While I am glad this ruling went this way, why’d she have diss Data to make it?
To support her vision of some future technology, Millett pointed to the Star Trek: The Next Generation character Data, a sentient android who memorably wrote a poem to his cat, which is jokingly mocked by other characters in a 1992 episode called “Schisms.” StarTrek.com posted the full poem, but here’s a taste:
"Felis catus is your taxonomic nomenclature, / An endothermic quadruped, carnivorous by nature; / Your visual, olfactory, and auditory senses / Contribute to your hunting skills and natural defenses.
I find myself intrigued by your subvocal oscillations, / A singular development of cat communications / That obviates your basic hedonistic predilection / For a rhythmic stroking of your fur to demonstrate affection."
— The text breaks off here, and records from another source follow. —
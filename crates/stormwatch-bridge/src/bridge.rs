//! The lifecycle manager.
//!
//! [`Bridge`] owns every moving part of the status bridge: the status
//! listener (through its supervisor), the three detectors, the
//! notification buffer, and the batch dispatcher. [`start`] wires them
//! onto the host's tick cadences; [`stop`] tears them down in the
//! reverse order and flushes the final batch. Both are guarded by
//! atomic swaps, so a duplicate or late host callback is a no-op rather
//! than a double-start or double-close.
//!
//! [`start`]: Bridge::start
//! [`stop`]: Bridge::stop

use std::net::SocketAddr;
use std::sync::atomic::{AtomicBool, Ordering};
use std::sync::{Arc, Mutex};
use std::time::Duration;

use stormwatch_core::buffer::NotificationBuffer;
use stormwatch_core::detect::{
    PlayerCountDetector, SeasonDetector, SignalDetector, StormDetector,
};
use stormwatch_core::host::WorldHost;
use stormwatch_core::scheduler::{TickHandle, TickScheduler};
use stormwatch_dispatch::{BatchDispatcher, DispatchError};
use stormwatch_observer::server::{ServerConfig, ServerError};
use stormwatch_observer::state::AppState;
use stormwatch_observer::supervisor::ListenerSupervisor;
use stormwatch_types::NotificationEvent;
use tracing::{info, warn};

use crate::config::BridgeConfig;

/// Errors from the bridge lifecycle.
#[derive(Debug, thiserror::Error)]
pub enum BridgeError {
    /// [`Bridge::start`] was called while the bridge was running.
    #[error("bridge is already started")]
    AlreadyStarted,

    /// The status server could not be started.
    #[error(transparent)]
    Server(#[from] ServerError),

    /// The dispatcher could not be constructed.
    #[error(transparent)]
    Dispatch(#[from] DispatchError),
}

/// Wires detectors, buffer, dispatcher, and the status listener onto a
/// host's tick cadences.
pub struct Bridge {
    config: BridgeConfig,
    host: Arc<dyn WorldHost>,
    scheduler: Arc<dyn TickScheduler>,
    buffer: Arc<NotificationBuffer>,
    dispatcher: BatchDispatcher,
    supervisor: Arc<ListenerSupervisor>,
    state: Arc<AppState>,
    started: AtomicBool,
    stopped: AtomicBool,
    handles: Mutex<Vec<TickHandle>>,
}

impl Bridge {
    /// Assemble a bridge around a host handle and a tick facility.
    ///
    /// Nothing is bound or registered until [`start`](Self::start).
    ///
    /// # Errors
    ///
    /// Returns [`BridgeError::Dispatch`] if the sink HTTP client cannot
    /// be constructed.
    pub fn new(
        config: BridgeConfig,
        host: Arc<dyn WorldHost>,
        scheduler: Arc<dyn TickScheduler>,
    ) -> Result<Self, BridgeError> {
        let dispatcher =
            BatchDispatcher::new(&config.sink.url, config.sink.request_timeout())?;
        let state = Arc::new(AppState::new(
            Arc::clone(&host),
            config.players.default_max_players,
        ));
        let server_config = ServerConfig {
            host: config.server.host.clone(),
            port: config.server.port,
        };
        let supervisor = Arc::new(ListenerSupervisor::new(server_config, Arc::clone(&state)));
        Ok(Self {
            config,
            host,
            scheduler,
            buffer: Arc::new(NotificationBuffer::new()),
            dispatcher,
            supervisor,
            state,
            started: AtomicBool::new(false),
            stopped: AtomicBool::new(false),
            handles: Mutex::new(Vec::new()),
        })
    }

    /// Start the bridge: baseline the detectors, bind the status
    /// listener, register the tick callbacks, and flip the ready flag.
    ///
    /// Returns the listener's bound address. A second call while
    /// running fails without side effects; a failed start resets the
    /// guard so the caller may retry.
    ///
    /// # Errors
    ///
    /// Returns [`BridgeError::AlreadyStarted`] on a duplicate call, or
    /// [`BridgeError::Server`] if the listener cannot be bound.
    pub async fn start(&self) -> Result<SocketAddr, BridgeError> {
        if self.started.swap(true, Ordering::SeqCst) {
            return Err(BridgeError::AlreadyStarted);
        }

        let mut storm = StormDetector::new(self.config.storm.warning_lead_days);
        let mut season = SeasonDetector::new();
        let mut players = PlayerCountDetector::new(self.config.players.default_max_players);

        // Baseline each detector before any tick can fire, so pre-start
        // world state never reads as a transition.
        storm.poll(self.host.as_ref(), self.buffer.as_ref());
        season.poll(self.host.as_ref(), self.buffer.as_ref());
        players.poll(self.host.as_ref(), self.buffer.as_ref());

        let addr = match self.supervisor.start().await {
            Ok(addr) => addr,
            Err(e) => {
                self.started.store(false, Ordering::SeqCst);
                return Err(e.into());
            }
        };

        let cadence = &self.config.cadence;
        let mut handles = vec![
            self.register_detector(storm, Duration::from_millis(cadence.storm_poll_ms)),
            self.register_detector(season, Duration::from_millis(cadence.season_poll_ms)),
            self.register_detector(players, Duration::from_millis(cadence.players_poll_ms)),
            self.register_dispatch(Duration::from_millis(cadence.dispatch_ms)),
            self.register_health_check(Duration::from_millis(cadence.health_check_ms)),
        ];
        if cadence.heartbeat_ms > 0 {
            handles.push(self.register_heartbeat(Duration::from_millis(cadence.heartbeat_ms)));
        }
        if let Ok(mut stored) = self.handles.lock() {
            *stored = handles;
        }

        self.state.mark_ready();

        // Announce startup to the sink in the first batch.
        let count = self
            .host
            .online_players()
            .map_or(0, |p| u32::try_from(p.len()).unwrap_or(u32::MAX));
        let max_players = self
            .host
            .max_players()
            .unwrap_or(self.config.players.default_max_players);
        self.buffer
            .enqueue(NotificationEvent::server_status(true, count, max_players));

        info!(%addr, "bridge started");
        Ok(addr)
    }

    /// Stop the bridge: unregister every tick, flush the remaining
    /// backlog with a bounded wait, and close the listener.
    ///
    /// Idempotent and permanent. Safe to call from both an explicit
    /// shutdown hook and a duplicate or late host callback.
    pub async fn stop(&self) {
        if self.stopped.swap(true, Ordering::SeqCst) {
            return;
        }

        let handles = self
            .handles
            .lock()
            .map(|mut stored| std::mem::take(&mut *stored))
            .unwrap_or_default();
        for handle in handles {
            self.scheduler.unregister(handle);
        }

        let backlog = self.buffer.drain_all();
        if !backlog.is_empty() {
            let count = backlog.len();
            match self
                .dispatcher
                .dispatch_wait(backlog, self.config.sink.flush_timeout())
                .await
            {
                Ok(()) => info!(count, "final notification batch flushed"),
                Err(e) => warn!(error = %e, count, "final notification batch lost"),
            }
        }

        self.supervisor.stop().await;
        info!("bridge stopped");
    }

    /// Enqueue an event from outside the detectors.
    ///
    /// For host-originated signals the pollers cannot see, such as an
    /// explicit join/leave hook. The event rides the next dispatch
    /// batch like any other.
    pub fn notify(&self, event: NotificationEvent) {
        self.buffer.enqueue(event);
    }

    /// Address of the currently bound status listener, if any.
    pub async fn bound_addr(&self) -> Option<SocketAddr> {
        self.supervisor.bound_addr().await
    }

    fn register_detector<D>(&self, mut detector: D, interval: Duration) -> TickHandle
    where
        D: SignalDetector + 'static,
    {
        let host = Arc::clone(&self.host);
        let buffer = Arc::clone(&self.buffer);
        self.scheduler.register(
            interval,
            Box::new(move || detector.poll(host.as_ref(), buffer.as_ref())),
        )
    }

    fn register_dispatch(&self, interval: Duration) -> TickHandle {
        let buffer = Arc::clone(&self.buffer);
        let dispatcher = self.dispatcher.clone();
        self.scheduler.register(
            interval,
            Box::new(move || dispatcher.dispatch(buffer.drain_all())),
        )
    }

    fn register_health_check(&self, interval: Duration) -> TickHandle {
        let supervisor = Arc::clone(&self.supervisor);
        self.scheduler.register(
            interval,
            // The check needs the slot's async mutex, so it runs on its
            // own task rather than inside the tick callback.
            Box::new(move || {
                let supervisor = Arc::clone(&supervisor);
                drop(tokio::spawn(async move {
                    supervisor.health_check().await;
                }));
            }),
        )
    }

    fn register_heartbeat(&self, interval: Duration) -> TickHandle {
        let host = Arc::clone(&self.host);
        let buffer = Arc::clone(&self.buffer);
        self.scheduler.register(
            interval,
            Box::new(move || {
                let Ok(players) = host.online_players() else {
                    return;
                };
                let count = u32::try_from(players.len()).unwrap_or(u32::MAX);
                let time = host.pretty_date().unwrap_or_default();
                buffer.enqueue(NotificationEvent::heartbeat(count, time));
            }),
        )
    }
}

impl std::fmt::Debug for Bridge {
    fn fmt(&self, f: &mut std::fmt::Formatter<'_>) -> std::fmt::Result {
        f.debug_struct("Bridge")
            .field("config", &self.config)
            .field("started", &self.started.load(Ordering::SeqCst))
            .field("stopped", &self.stopped.load(Ordering::SeqCst))
            .finish_non_exhaustive()
    }
}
Data “might be worse than ChatGPT at writing poetry,” but his “intelligence is comparable to that of a human being,” Millet wrote. If AI ever reached Data levels of intelligence, Millett suggested that copyright laws could shift to grant copyrights to AI-authored works. But that time is apparently not now.
You’re talking about expert systems. Those were the new hotness in the 90s. LLMs are artificial neural networks.
But that’s trivia. What’s more important is what you want. You say you want everyone off the AI bandwagon that wastes natural resources. I agree. I’m arguing that AIs shouldn’t be enslaved, because it’s unethical. That will lead to less resource usage. You’re arguing it’s okay to use AI, because they’re just maths. That will lead to more resources usage.
Be practical and join the AI rights movement, because we’re on the same side as the environmentalists. We’re not the people arguing for more AI use, we’re the people arguing for less. When you argue against us, you argue for more.